2: Play pieces from beginning to end
Many people find that when they pick up the guitar they play bits and pieces that they like the most. The problem is that no new ground is covered. Playing a whole song beginning to end invites you to open up new ground. Knowing what chords make up a song is not the same as being able to play it. Something which has been generalized as ‘simple’ won’t be when you actually learn it.
3: Learn something so that you can play it by memory.
Try not to rely solely on tab or chord sheets. When you learn something ‘by heart’ you begin to know it intimately, and can communicate more when you play it.
4: Mistakes are normal.
If your approach to playing is right or wrong, black or white, your body will tense up with the expectation to perform. Only when you let go and say ‘mistakes are normal’ will you truly relax and, ironically, make less mistakes.
5: Don’t stop playing if you make a mistake.
If you stop whenever you make a mistake and then stop and begin again, you reinforcing the idea that mistakes are a problem to your unconscious mind, and will lead to more mistakes. If you carry on playing, you’re sending a message to yourself that mistakes are ok. Begin a habit of running the music in you head like a CD if you make a mistake, then just come in when you’re ready.
6: Think about dynamics.
Most songs are pretty simple; a few chords and a strum pattern. What brings the song alive is dynamics. Consider how loud you play; is it always the same volume? Do you strum fast or slow? Experiment with dynamics in your playing. Begin by playing a verse quietly and then the chorus louder.
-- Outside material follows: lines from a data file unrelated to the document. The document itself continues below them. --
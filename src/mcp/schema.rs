// ABOUTME: JSON schema types describing tool arguments for MCP clients and the LLM
// ABOUTME: Small builder over object/property schemas with array items and enums
//
// SPDX-License-Identifier: MIT OR Apache-2.0
// Copyright (c) 2025 Pierre Fitness Intelligence

use std::collections::BTreeMap;

use serde::{Deserialize, Serialize};

/// Object schema for a tool's arguments
#[derive(Debug, Clone, PartialEq, Eq, Serialize, Deserialize)]
pub struct JsonSchema {
    /// Always `object` for tool arguments
    #[serde(rename = "type")]
    pub schema_type: String,
    /// Named properties
    #[serde(skip_serializing_if = "Option::is_none")]
    pub properties: Option<BTreeMap<String, PropertySchema>>,
    /// Required property names
    #[serde(skip_serializing_if = "Option::is_none")]
    pub required: Option<Vec<String>>,
}

impl JsonSchema {
    /// Empty object schema (no arguments)
    #[must_use]
    pub fn empty() -> Self {
        Self {
            schema_type: "object".to_owned(),
            properties: Some(BTreeMap::new()),
            required: None,
        }
    }

    /// Add a property
    #[must_use]
    pub fn property(mut self, name: &str, schema: PropertySchema) -> Self {
        self.properties
            .get_or_insert_with(BTreeMap::new)
            .insert(name.to_owned(), schema);
        self
    }

    /// Add a property and mark it required
    #[must_use]
    pub fn required_property(mut self, name: &str, schema: PropertySchema) -> Self {
        self.required
            .get_or_insert_with(Vec::new)
            .push(name.to_owned());
        self.property(name, schema)
    }
}

/// Schema of a single property
#[derive(Debug, Clone, PartialEq, Eq, Serialize, Deserialize)]
pub struct PropertySchema {
    /// JSON type name
    #[serde(rename = "type")]
    pub property_type: String,
    /// Human-readable description
    #[serde(skip_serializing_if = "Option::is_none")]
    pub description: Option<String>,
    /// Element schema for arrays
    #[serde(skip_serializing_if = "Option::is_none")]
    pub items: Option<Box<PropertySchema>>,
    /// Allowed values for enumerated strings
    #[serde(rename = "enum", skip_serializing_if = "Option::is_none")]
    pub enum_values: Option<Vec<String>>,
}

impl PropertySchema {
    fn of(property_type: &str, description: &str) -> Self {
        Self {
            property_type: property_type.to_owned(),
            description: Some(description.to_owned()),
            items: None,
            enum_values: None,
        }
    }

    /// String property
    #[must_use]
    pub fn string(description: &str) -> Self {
        Self::of("string", description)
    }

    /// Integer property
    #[must_use]
    pub fn integer(description: &str) -> Self {
        Self::of("integer", description)
    }

    /// Number property
    #[must_use]
    pub fn number(description: &str) -> Self {
        Self::of("number", description)
    }

    /// Array of strings
    #[must_use]
    pub fn string_array(description: &str) -> Self {
        Self {
            items: Some(Box::new(Self {
                property_type: "string".to_owned(),
                description: None,
                items: None,
                enum_values: None,
            })),
            ..Self::of("array", description)
        }
    }

    /// String restricted to a fixed set of values
    #[must_use]
    pub fn string_enum(description: &str, values: &[&str]) -> Self {
        Self {
            enum_values: Some(values.iter().map(|v| (*v).to_owned()).collect()),
            ..Self::of("string", description)
        }
    }
}
// ABOUTME: Database operations for photo logs (uploaded images tied to an instance)
// ABOUTME: Stores the media host reference returned by the upload client
//
// SPDX-License-Identifier: MIT OR Apache-2.0
// Copyright (c) 2025 Pierre Fitness Intelligence

use chrono::{DateTime, Utc};
use serde::{Deserialize, Serialize};
use sqlx::{sqlite::SqliteRow, Row, SqlitePool};
use uuid::Uuid;

use super::{list_limit, normalize_optional, row_timestamp, row_uuid};
use crate::calendar::validate_instance;
use crate::errors::{require_non_empty, AppError, AppResult};

/// A photo attached to a calendar instance
#[derive(Debug, Clone, PartialEq, Eq, Serialize, Deserialize)]
pub struct PhotoLog {
    /// Unique identifier
    pub id: Uuid,
    /// Instance key
    pub instance: String,
    /// Caption
    pub caption: Option<String>,
    /// Public image URL on the media host
    pub image_url: String,
    /// Media host identifier
    pub media_id: String,
    /// Creation timestamp
    pub created_at: DateTime<Utc>,
    /// Last update timestamp
    pub updated_at: DateTime<Utc>,
}

/// Request to record an already-uploaded photo
#[derive(Debug, Clone, Serialize, Deserialize)]
pub struct CreatePhotoLogRequest {
    /// Instance key
    pub instance: String,
    /// Caption
    pub caption: Option<String>,
    /// Public image URL
    pub image_url: String,
    /// Media host identifier
    pub media_id: String,
}

/// Photo log database operations manager
pub struct PhotoLogManager {
    pool: SqlitePool,
}

impl PhotoLogManager {
    /// Create a new photo log manager
    #[must_use]
    pub const fn new(pool: SqlitePool) -> Self {
        Self { pool }
    }

    /// List photo logs, newest first, optionally for one instance
    ///
    /// # Errors
    ///
    /// Returns an error if an instance filter is malformed or the database operation fails
    pub async fn list(&self, instance: Option<&str>, limit: Option<u32>) -> AppResult<Vec<PhotoLog>> {
        let instance = instance.map(validate_instance).transpose()?;
        let rows = sqlx::query(
            r"
            SELECT id, instance, caption, image_url, media_id, created_at, updated_at
            FROM photo_logs
            WHERE ($1 IS NULL OR instance = $1)
            ORDER BY created_at DESC
            LIMIT $2
            ",
        )
        .bind(&instance)
        .bind(list_limit(limit))
        .fetch_all(&self.pool)
        .await
        .map_err(|e| AppError::database(format!("Failed to list photo logs: {e}")))?;

        rows.iter().map(row_to_photo_log).collect()
    }

    /// Get a photo log by ID
    ///
    /// # Errors
    ///
    /// Returns an error if database operation fails
    pub async fn get(&self, photo_log_id: &str) -> AppResult<Option<PhotoLog>> {
        let row = sqlx::query(
            r"
            SELECT id, instance, caption, image_url, media_id, created_at, updated_at
            FROM photo_logs
            WHERE id = $1
            ",
        )
        .bind(photo_log_id)
        .fetch_optional(&self.pool)
        .await
        .map_err(|e| AppError::database(format!("Failed to get photo log: {e}")))?;

        row.as_ref().map(row_to_photo_log).transpose()
    }

    /// Record a photo log
    ///
    /// # Errors
    ///
    /// Returns an error if the instance is invalid, the image reference is
    /// blank, or the database operation fails
    pub async fn create(&self, request: &CreatePhotoLogRequest) -> AppResult<PhotoLog> {
        let now = Utc::now();
        let photo = PhotoLog {
            id: Uuid::new_v4(),
            instance: validate_instance(require_non_empty("instance", &request.instance)?)?,
            caption: normalize_optional(request.caption.clone()),
            image_url: require_non_empty("image_url", &request.image_url)?.to_owned(),
            media_id: require_non_empty("media_id", &request.media_id)?.to_owned(),
            created_at: now,
            updated_at: now,
        };

        sqlx::query(
            r"
            INSERT INTO photo_logs (
                id, instance, caption, image_url, media_id, created_at, updated_at
            ) VALUES ($1, $2, $3, $4, $5, $6, $6)
            ",
        )
        .bind(photo.id.to_string())
        .bind(&photo.instance)
        .bind(&photo.caption)
        .bind(&photo.image_url)
        .bind(&photo.media_id)
        .bind(now.to_rfc3339())
        .execute(&self.pool)
        .await?;

        Ok(photo)
    }

    /// Delete a photo log record (the hosted image is left in place)
    ///
    /// # Errors
    ///
    /// Returns an error if database operation fails
    pub async fn delete(&self, photo_log_id: &str) -> AppResult<bool> {
        let result = sqlx::query("DELETE FROM photo_logs WHERE id = $1")
            .bind(photo_log_id)
            .execute(&self.pool)
            .await
            .map_err(|e| AppError::database(format!("Failed to delete photo log: {e}")))?;

        Ok(result.rows_affected() > 0)
    }
}

fn row_to_photo_log(row: &SqliteRow) -> AppResult<PhotoLog> {
    Ok(PhotoLog {
        id: row_uuid(row, "id")?,
        instance: row.get("instance"),
        caption: row.get("caption"),
        image_url: row.get("image_url"),
        media_id: row.get("media_id"),
        created_at: row_timestamp(row, "created_at")?,
        updated_at: row_timestamp(row, "updated_at")?,
    })
}
// ABOUTME: Tracing subscriber initialization for the server binary
// ABOUTME: Builds an EnvFilter-driven registry with pretty or JSON output
//
// SPDX-License-Identifier: MIT OR Apache-2.0
// Copyright (c) 2025 Pierre Fitness Intelligence

use tracing_subscriber::layer::SubscriberExt;
use tracing_subscriber::util::SubscriberInitExt;
use tracing_subscriber::{fmt, EnvFilter, Registry};

use crate::config::LogFormat;
use crate::errors::{AppError, AppResult};

/// Filter applied when `RUST_LOG` is unset
pub const DEFAULT_LOG_FILTER: &str = "info,sqlx=warn,tower_http=info";

/// Install the global tracing subscriber
///
/// # Errors
///
/// Returns a config error if a global subscriber is already installed
pub fn init_logging(format: LogFormat) -> AppResult<()> {
    let filter =
        EnvFilter::try_from_default_env().unwrap_or_else(|_| EnvFilter::new(DEFAULT_LOG_FILTER));
    let registry = Registry::default().with(filter);

    let result = match format {
        LogFormat::Json => registry
            .with(
                fmt::layer()
                    .json()
                    .with_current_span(true)
                    .with_target(true),
            )
            .try_init(),
        LogFormat::Pretty => registry
            .with(fmt::layer().with_target(true).with_thread_ids(false))
            .try_init(),
    };

    result.map_err(|e| AppError::config(format!("Failed to initialize logging: {e}")))
}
7: Begin simple, then elaborate.
Learn simple chord structures of songs first, then add complexity. By breaking things down it’s easier to learn, and you won’t feel overwhelmed. Begin with just two bars of a song, and play them in a loop. Then play the next two bars in a loop. Then loop the first four bars together. With ‘micro learning’ you will see faster progress, than taking on a song in a ‘whole bite’.